Les jours de match, la passerelle a de faux airs de check-point, avec son armada de policiers en faction, dont la seule présence suffit à dissuader les habitants du quartier d’approcher. L’ouvrage métallique permet de franchir le canal Saint-Denis pour accéder au Stade de France : 500 mètres à peine séparent ce dernier du quartier du Franc-Moisin, mais la géographie est trompeuse. Dans les têtes, ces 500 mètres s’étirent sur des kilomètres.

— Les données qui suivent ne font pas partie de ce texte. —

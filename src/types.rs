//! Core types and data structures for the accounting subsystem

use bigdecimal::BigDecimal;
use chrono::{NaiveDate, NaiveDateTime};
use serde::{Deserialize, Serialize};

/// Actor recorded on automated postings when no user id is supplied.
pub const SYSTEM_ACTOR: &str = "system";

/// Maximum permitted difference between total debits and total credits
/// of a journal entry (0.01 currency units).
pub fn balance_tolerance() -> BigDecimal {
    BigDecimal::from(1) / BigDecimal::from(100)
}

/// Account types following standard accounting principles
#[derive(Debug, Clone, Copy, PartialEq, Eq, Hash, Serialize, Deserialize)]
#[serde(rename_all = "snake_case")]
pub enum AccountType {
    /// What the business owns (Cash, Inventory, Equipment, etc.)
    Asset,
    /// What the business owes (Accounts Payable, Loans, etc.)
    Liability,
    /// Owner's interest in the business (Capital, Retained Earnings)
    Equity,
    /// Money earned by the business
    Revenue,
    /// Costs incurred by the business
    Expense,
}

impl AccountType {
    /// Returns the side on which this account type normally carries its
    /// balance. Assets and expenses are debit-normal; liabilities, equity,
    /// and revenue are credit-normal.
    pub fn normal_balance(&self) -> BalanceSide {
        match self {
            AccountType::Asset | AccountType::Expense => BalanceSide::Debit,
            AccountType::Liability | AccountType::Equity | AccountType::Revenue => {
                BalanceSide::Credit
            }
        }
    }
}

/// The two sides of a double-entry posting
#[derive(Debug, Clone, Copy, PartialEq, Eq, Hash, Serialize, Deserialize)]
#[serde(rename_all = "snake_case")]
pub enum BalanceSide {
    Debit,
    Credit,
}

/// A chart-of-accounts entry
///
/// Accounts are keyed by `code` and are never deleted once referenced by a
/// journal line; retiring an account is modeled by `active = false`.
#[derive(Debug, Clone, PartialEq, Serialize, Deserialize)]
pub struct Account {
    /// Short textual identifier, unique across the chart
    pub code: String,
    /// Display label
    pub name: String,
    pub account_type: AccountType,
    /// Optional grouping parent; advisory only, no tree invariant
    pub parent_code: Option<String>,
    /// Inactive accounts are excluded from default listings
    pub active: bool,
    pub created_at: NaiveDateTime,
}

impl Account {
    pub fn new(
        code: impl Into<String>,
        name: impl Into<String>,
        account_type: AccountType,
        parent_code: Option<String>,
    ) -> Self {
        Self {
            code: code.into(),
            name: name.into(),
            account_type,
            parent_code,
            active: true,
            created_at: chrono::Utc::now().naive_utc(),
        }
    }
}

/// Lifecycle state of a journal entry
#[derive(Debug, Clone, Copy, PartialEq, Eq, Hash, Serialize, Deserialize)]
#[serde(rename_all = "snake_case")]
pub enum EntryStatus {
    /// Excluded from all reports
    Draft,
    Posted,
    /// Kept for history but excluded from reports, like drafts
    Void,
}

/// A line within a journal entry
///
/// Lines are owned by their entry and immutable once written; corrections
/// are made by posting a new entry. `account_name` is stored redundantly so
/// historical reports survive later account renames.
#[derive(Debug, Clone, PartialEq, Serialize, Deserialize)]
pub struct JournalLine {
    pub account_code: String,
    pub account_name: String,
    pub description: Option<String>,
    pub debit: BigDecimal,
    pub credit: BigDecimal,
}

impl JournalLine {
    /// Create a debit line
    pub fn debit(
        account_code: impl Into<String>,
        account_name: impl Into<String>,
        amount: BigDecimal,
    ) -> Self {
        Self {
            account_code: account_code.into(),
            account_name: account_name.into(),
            description: None,
            debit: amount,
            credit: BigDecimal::from(0),
        }
    }

    /// Create a credit line
    pub fn credit(
        account_code: impl Into<String>,
        account_name: impl Into<String>,
        amount: BigDecimal,
    ) -> Self {
        Self {
            account_code: account_code.into(),
            account_name: account_name.into(),
            description: None,
            debit: BigDecimal::from(0),
            credit: amount,
        }
    }
}

/// A persisted journal entry together with its lines
#[derive(Debug, Clone, PartialEq, Serialize, Deserialize)]
pub struct JournalEntry {
    /// Storage-assigned surrogate key
    pub id: i64,
    /// Accounting date, distinct from `created_at`
    pub entry_date: NaiveDate,
    /// Free-form classification tag ("journal", "sales_receipt", ...)
    pub entry_type: String,
    pub description: String,
    /// Correlation key back to the originating business event; the
    /// de-duplication key for automated posting
    pub reference: Option<String>,
    /// Sum of all debit amounts, stored redundantly for fast listing
    pub total_amount: BigDecimal,
    pub status: EntryStatus,
    pub created_by: String,
    pub created_at: NaiveDateTime,
    pub lines: Vec<JournalLine>,
}

/// Specification of a journal entry to be created
#[derive(Debug, Clone, PartialEq, Serialize, Deserialize)]
pub struct NewJournalEntry {
    pub entry_date: NaiveDate,
    pub entry_type: String,
    pub description: String,
    pub reference: Option<String>,
    pub status: EntryStatus,
    pub created_by: String,
    pub lines: Vec<JournalLine>,
}

impl NewJournalEntry {
    /// Sum of all debit amounts
    pub fn total_debits(&self) -> BigDecimal {
        self.lines.iter().map(|l| &l.debit).sum()
    }

    /// Sum of all credit amounts
    pub fn total_credits(&self) -> BigDecimal {
        self.lines.iter().map(|l| &l.credit).sum()
    }

    /// Whether debits and credits agree within the balance tolerance
    pub fn is_balanced(&self) -> bool {
        let diff = self.total_debits() - self.total_credits();
        diff.abs() <= balance_tolerance()
    }
}

/// Builder for journal entry specifications
#[derive(Debug)]
pub struct EntryBuilder {
    entry: NewJournalEntry,
}

impl EntryBuilder {
    pub fn new(entry_date: NaiveDate, entry_type: impl Into<String>) -> Self {
        Self {
            entry: NewJournalEntry {
                entry_date,
                entry_type: entry_type.into(),
                description: String::new(),
                reference: None,
                status: EntryStatus::Posted,
                created_by: SYSTEM_ACTOR.to_string(),
                lines: Vec::new(),
            },
        }
    }

    pub fn description(mut self, description: impl Into<String>) -> Self {
        self.entry.description = description.into();
        self
    }

    pub fn reference(mut self, reference: impl Into<String>) -> Self {
        self.entry.reference = Some(reference.into());
        self
    }

    pub fn status(mut self, status: EntryStatus) -> Self {
        self.entry.status = status;
        self
    }

    pub fn created_by(mut self, actor: impl Into<String>) -> Self {
        self.entry.created_by = actor.into();
        self
    }

    pub fn debit(
        mut self,
        account_code: impl Into<String>,
        account_name: impl Into<String>,
        amount: BigDecimal,
    ) -> Self {
        self.entry
            .lines
            .push(JournalLine::debit(account_code, account_name, amount));
        self
    }

    pub fn credit(
        mut self,
        account_code: impl Into<String>,
        account_name: impl Into<String>,
        amount: BigDecimal,
    ) -> Self {
        self.entry
            .lines
            .push(JournalLine::credit(account_code, account_name, amount));
        self
    }

    pub fn line(mut self, line: JournalLine) -> Self {
        self.entry.lines.push(line);
        self
    }

    pub fn build(self) -> NewJournalEntry {
        self.entry
    }
}

/// Filter for listing journal entries
#[derive(Debug, Clone, Default, PartialEq, Serialize, Deserialize)]
pub struct EntryFilter {
    pub entry_type: Option<String>,
    pub status: Option<EntryStatus>,
    pub reference: Option<String>,
    pub start_date: Option<NaiveDate>,
    pub end_date: Option<NaiveDate>,
}

impl EntryFilter {
    /// Filter matching a single correlation reference
    pub fn by_reference(reference: impl Into<String>) -> Self {
        Self {
            reference: Some(reference.into()),
            ..Self::default()
        }
    }
}

/// Header-only update of a journal entry; lines are never touched
#[derive(Debug, Clone, Default, PartialEq, Serialize, Deserialize)]
pub struct EntryPatch {
    pub entry_date: Option<NaiveDate>,
    pub description: Option<String>,
    pub reference: Option<String>,
    pub status: Option<EntryStatus>,
}

/// Per-account debit/credit activity over a reporting window
#[derive(Debug, Clone, PartialEq, Serialize, Deserialize)]
pub struct AccountActivity {
    pub account_code: String,
    pub account_name: String,
    pub account_type: AccountType,
    pub total_debit: BigDecimal,
    pub total_credit: BigDecimal,
}

/// A single account's line flattened with its owning entry's date and
/// description, for cash-flow grouping
#[derive(Debug, Clone, PartialEq, Serialize, Deserialize)]
pub struct AccountLine {
    pub entry_date: NaiveDate,
    pub entry_description: String,
    pub debit: BigDecimal,
    pub credit: BigDecimal,
}

/// Errors that can occur in the accounting subsystem
#[derive(Debug, thiserror::Error)]
pub enum LedgerError {
    #[error("account code '{0}' already exists")]
    DuplicateCode(String),
    #[error("journal entry is not balanced: debits = {debits}, credits = {credits}")]
    UnbalancedEntry {
        debits: BigDecimal,
        credits: BigDecimal,
    },
    #[error("an entry with reference '{0}' already exists")]
    DuplicateReference(String),
    #[error("account not found: {0}")]
    AccountNotFound(String),
    #[error("journal entry not found: {0}")]
    EntryNotFound(i64),
    #[error("storage error: {0}")]
    Storage(String),
    #[error("validation error: {0}")]
    Validation(String),
}

/// Result type for ledger operations
pub type LedgerResult<T> = Result<T, LedgerError>;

« De l’autre côté de la passerelle, on entre dans la zone rouge, souffle Diangou Traoré, membre de l’association Franc-Moisin citoyenne et figure du quartier. C’est la zone la plus surveillée, à proximité des épreuves olympiques. Beaucoup d’habitants préfèrent ne pas emprunter la passerelle quand il y a beaucoup de policiers, de peur d’être contrôlés. »
« Quand vous ne mangez pas à votre faim, comment se concentrer sur les JO »

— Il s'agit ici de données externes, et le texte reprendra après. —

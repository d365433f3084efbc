//! In-memory storage implementation for testing and development

use async_trait::async_trait;
use chrono::NaiveDate;
use std::collections::{BTreeMap, HashMap};
use std::sync::{Arc, RwLock};

use crate::traits::LedgerStorage;
use crate::types::*;

#[derive(Debug, Default)]
struct Inner {
    accounts: BTreeMap<String, Account>,
    entries: BTreeMap<i64, JournalEntry>,
    // uniqueness index over non-empty references
    references: HashMap<String, i64>,
    next_entry_id: i64,
}

/// In-memory `LedgerStorage` backend
///
/// Clones share the same underlying state, so a storage handle can be
/// handed to several managers the way a connection pool would be. The
/// entry insert takes one write lock for the header and all lines, which
/// makes it atomic with respect to every other operation.
#[derive(Debug, Clone, Default)]
pub struct MemoryStorage {
    inner: Arc<RwLock<Inner>>,
}

impl MemoryStorage {
    pub fn new() -> Self {
        Self::default()
    }

    /// Drop all data (useful between tests)
    pub fn clear(&self) {
        let mut inner = self.inner.write().unwrap();
        inner.accounts.clear();
        inner.entries.clear();
        inner.references.clear();
        inner.next_entry_id = 0;
    }
}

fn in_window(date: NaiveDate, start: Option<NaiveDate>, end: Option<NaiveDate>) -> bool {
    if let Some(start) = start {
        if date < start {
            return false;
        }
    }
    if let Some(end) = end {
        if date > end {
            return false;
        }
    }
    true
}

fn reportable(entry: &JournalEntry) -> bool {
    entry.status == EntryStatus::Posted
}

#[async_trait]
impl LedgerStorage for MemoryStorage {
    async fn save_account(&mut self, account: &Account) -> LedgerResult<()> {
        let mut inner = self.inner.write().unwrap();
        if inner.accounts.contains_key(&account.code) {
            return Err(LedgerError::DuplicateCode(account.code.clone()));
        }
        inner.accounts.insert(account.code.clone(), account.clone());
        Ok(())
    }

    async fn get_account(&self, code: &str) -> LedgerResult<Option<Account>> {
        Ok(self.inner.read().unwrap().accounts.get(code).cloned())
    }

    async fn list_accounts(&self, active_only: bool) -> LedgerResult<Vec<Account>> {
        let inner = self.inner.read().unwrap();
        Ok(inner
            .accounts
            .values()
            .filter(|account| !active_only || account.active)
            .cloned()
            .collect())
    }

    async fn account_count(&self) -> LedgerResult<u64> {
        Ok(self.inner.read().unwrap().accounts.len() as u64)
    }

    async fn update_account(&mut self, account: &Account) -> LedgerResult<()> {
        let mut inner = self.inner.write().unwrap();
        if !inner.accounts.contains_key(&account.code) {
            return Err(LedgerError::AccountNotFound(account.code.clone()));
        }
        inner.accounts.insert(account.code.clone(), account.clone());
        Ok(())
    }

    async fn insert_entry(&mut self, entry: &NewJournalEntry) -> LedgerResult<JournalEntry> {
        let mut inner = self.inner.write().unwrap();

        if let Some(ref reference) = entry.reference {
            if !reference.is_empty() && inner.references.contains_key(reference) {
                return Err(LedgerError::DuplicateReference(reference.clone()));
            }
        }

        inner.next_entry_id += 1;
        let id = inner.next_entry_id;
        let stored = JournalEntry {
            id,
            entry_date: entry.entry_date,
            entry_type: entry.entry_type.clone(),
            description: entry.description.clone(),
            reference: entry.reference.clone(),
            total_amount: entry.total_debits(),
            status: entry.status,
            created_by: entry.created_by.clone(),
            created_at: chrono::Utc::now().naive_utc(),
            lines: entry.lines.clone(),
        };

        if let Some(ref reference) = stored.reference {
            if !reference.is_empty() {
                inner.references.insert(reference.clone(), id);
            }
        }
        inner.entries.insert(id, stored.clone());
        Ok(stored)
    }

    async fn get_entry(&self, id: i64) -> LedgerResult<Option<JournalEntry>> {
        Ok(self.inner.read().unwrap().entries.get(&id).cloned())
    }

    async fn list_entries(&self, filter: &EntryFilter) -> LedgerResult<Vec<JournalEntry>> {
        let inner = self.inner.read().unwrap();
        let mut matched: Vec<JournalEntry> = inner
            .entries
            .values()
            .filter(|entry| {
                filter
                    .entry_type
                    .as_ref()
                    .is_none_or(|t| &entry.entry_type == t)
                    && filter.status.is_none_or(|s| entry.status == s)
                    && filter
                        .reference
                        .as_ref()
                        .is_none_or(|r| entry.reference.as_ref() == Some(r))
                    && in_window(entry.entry_date, filter.start_date, filter.end_date)
            })
            .cloned()
            .collect();
        matched.sort_by(|a, b| {
            b.entry_date
                .cmp(&a.entry_date)
                .then_with(|| b.id.cmp(&a.id))
        });
        Ok(matched)
    }

    async fn update_entry(&mut self, id: i64, patch: &EntryPatch) -> LedgerResult<JournalEntry> {
        let mut inner = self.inner.write().unwrap();

        if !inner.entries.contains_key(&id) {
            return Err(LedgerError::EntryNotFound(id));
        }

        if let Some(ref new_reference) = patch.reference {
            if let Some(&holder) = inner.references.get(new_reference) {
                if holder != id {
                    return Err(LedgerError::DuplicateReference(new_reference.clone()));
                }
            }
            let old_reference = inner
                .entries
                .get(&id)
                .and_then(|entry| entry.reference.clone());
            if let Some(old) = old_reference {
                inner.references.remove(&old);
            }
            if !new_reference.is_empty() {
                inner.references.insert(new_reference.clone(), id);
            }
        }

        let entry = inner
            .entries
            .get_mut(&id)
            .ok_or(LedgerError::EntryNotFound(id))?;
        if let Some(entry_date) = patch.entry_date {
            entry.entry_date = entry_date;
        }
        if let Some(ref description) = patch.description {
            entry.description = description.clone();
        }
        if let Some(ref reference) = patch.reference {
            entry.reference = Some(reference.clone());
        }
        if let Some(status) = patch.status {
            entry.status = status;
        }
        Ok(entry.clone())
    }

    async fn delete_entry(&mut self, id: i64) -> LedgerResult<bool> {
        let mut inner = self.inner.write().unwrap();
        match inner.entries.remove(&id) {
            Some(entry) => {
                if let Some(reference) = entry.reference {
                    inner.references.remove(&reference);
                }
                Ok(true)
            }
            None => Ok(false),
        }
    }

    async fn account_activity(
        &self,
        start_date: Option<NaiveDate>,
        end_date: Option<NaiveDate>,
    ) -> LedgerResult<Vec<AccountActivity>> {
        let inner = self.inner.read().unwrap();
        let mut by_code: BTreeMap<String, AccountActivity> = BTreeMap::new();

        for entry in inner.entries.values() {
            if !reportable(entry) || !in_window(entry.entry_date, start_date, end_date) {
                continue;
            }
            for line in &entry.lines {
                // unclassifiable lines (account missing from the chart)
                // cannot land in any report section
                let Some(account) = inner.accounts.get(&line.account_code) else {
                    continue;
                };
                let activity =
                    by_code
                        .entry(line.account_code.clone())
                        .or_insert_with(|| AccountActivity {
                            account_code: line.account_code.clone(),
                            account_name: line.account_name.clone(),
                            account_type: account.account_type,
                            total_debit: bigdecimal::BigDecimal::from(0),
                            total_credit: bigdecimal::BigDecimal::from(0),
                        });
                activity.total_debit += &line.debit;
                activity.total_credit += &line.credit;
            }
        }

        Ok(by_code.into_values().collect())
    }

    async fn account_lines(
        &self,
        account_code: &str,
        start_date: Option<NaiveDate>,
        end_date: Option<NaiveDate>,
    ) -> LedgerResult<Vec<AccountLine>> {
        let inner = self.inner.read().unwrap();
        let mut keyed: Vec<(NaiveDate, i64, AccountLine)> = Vec::new();

        for entry in inner.entries.values() {
            if !reportable(entry) || !in_window(entry.entry_date, start_date, end_date) {
                continue;
            }
            for line in &entry.lines {
                if line.account_code == account_code {
                    keyed.push((
                        entry.entry_date,
                        entry.id,
                        AccountLine {
                            entry_date: entry.entry_date,
                            entry_description: entry.description.clone(),
                            debit: line.debit.clone(),
                            credit: line.credit.clone(),
                        },
                    ));
                }
            }
        }

        keyed.sort_by(|a, b| (a.0, a.1).cmp(&(b.0, b.1)));
        Ok(keyed.into_iter().map(|(_, _, line)| line).collect())
    }
}

#[cfg(test)]
mod tests {
    use super::*;
    use bigdecimal::BigDecimal;

    fn date(y: i32, m: u32, d: u32) -> NaiveDate {
        NaiveDate::from_ymd_opt(y, m, d).unwrap()
    }

    fn entry_spec(reference: Option<&str>) -> NewJournalEntry {
        let mut builder = EntryBuilder::new(date(2024, 1, 5), "journal")
            .description("Test entry")
            .debit("1000", "Cash", BigDecimal::from(100))
            .credit("4000", "Sales Revenue", BigDecimal::from(100));
        if let Some(reference) = reference {
            builder = builder.reference(reference);
        }
        builder.build()
    }

    #[tokio::test]
    async fn duplicate_reference_is_rejected_at_insert() {
        let mut storage = MemoryStorage::new();

        storage.insert_entry(&entry_spec(Some("ORD-1"))).await.unwrap();
        let err = storage
            .insert_entry(&entry_spec(Some("ORD-1")))
            .await
            .unwrap_err();
        assert!(matches!(err, LedgerError::DuplicateReference(r) if r == "ORD-1"));

        // entries without a reference never collide
        storage.insert_entry(&entry_spec(None)).await.unwrap();
        storage.insert_entry(&entry_spec(None)).await.unwrap();
    }

    #[tokio::test]
    async fn deleting_an_entry_frees_its_reference() {
        let mut storage = MemoryStorage::new();

        let stored = storage.insert_entry(&entry_spec(Some("ORD-1"))).await.unwrap();
        assert!(storage.delete_entry(stored.id).await.unwrap());
        // the reference can be used again after the cascade delete
        storage.insert_entry(&entry_spec(Some("ORD-1"))).await.unwrap();
    }

    #[tokio::test]
    async fn patching_a_reference_keeps_the_uniqueness_index_consistent() {
        let mut storage = MemoryStorage::new();

        let first = storage.insert_entry(&entry_spec(Some("ORD-1"))).await.unwrap();
        storage.insert_entry(&entry_spec(Some("ORD-2"))).await.unwrap();

        // moving onto a taken reference fails
        let patch = EntryPatch {
            reference: Some("ORD-2".to_string()),
            ..EntryPatch::default()
        };
        let err = storage.update_entry(first.id, &patch).await.unwrap_err();
        assert!(matches!(err, LedgerError::DuplicateReference(_)));

        // moving to a fresh reference releases the old one
        let patch = EntryPatch {
            reference: Some("ORD-9".to_string()),
            ..EntryPatch::default()
        };
        storage.update_entry(first.id, &patch).await.unwrap();
        storage.insert_entry(&entry_spec(Some("ORD-1"))).await.unwrap();
    }

    #[tokio::test]
    async fn ids_are_assigned_sequentially() {
        let mut storage = MemoryStorage::new();
        let a = storage.insert_entry(&entry_spec(None)).await.unwrap();
        let b = storage.insert_entry(&entry_spec(None)).await.unwrap();
        assert_eq!(a.id, 1);
        assert_eq!(b.id, 2);
    }
}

Ici, c’est comme si les JO vous tournaient le dos. Le tumulte du stade tout proche, son ballet incessant de forces de sécurité et ses sandwichs jambon-fromage à 12 euros narguent le Franc-Moisin. Dans une zone où près de 50 % des jeunes sont au chômage et où plus de 40 % des habitants vivent en dessous du seuil de pauvreté, l’événement frappe les esprits davantage par sa démesure que sa dimension sportive. Et comme ici la rumeur court les rues plus vite qu’un sprinteur olympique, les spéculations échauffent les esprits.
« Céline Dion a touché 2 millions d’euros pour chanter à la cérémonie d’ouverture ! » lance un jeune à un groupe de copains. « T’es sûr ? » lui répond l’assistance. « Ce qui est sûr, c’est qu’ils ont claqué 1,4 milliard pour nettoyer la Seine », peste un autre (le chiffre, pour le coup, est exact). « Les JO, on s’en fout, on veut du boulot ! » conclut le groupe.
« C’est symptomatique ! tranche Diangou Traoré. Il n’est pas question de dire que les Jeux ne sont pas un événement populaire : bien sûr que des gens vont regarder les épreuves à la télé. Mais cela ne réglera pas leurs problèmes. Quand vous ne mangez pas à votre faim, comment se concentrer sur les JO ? »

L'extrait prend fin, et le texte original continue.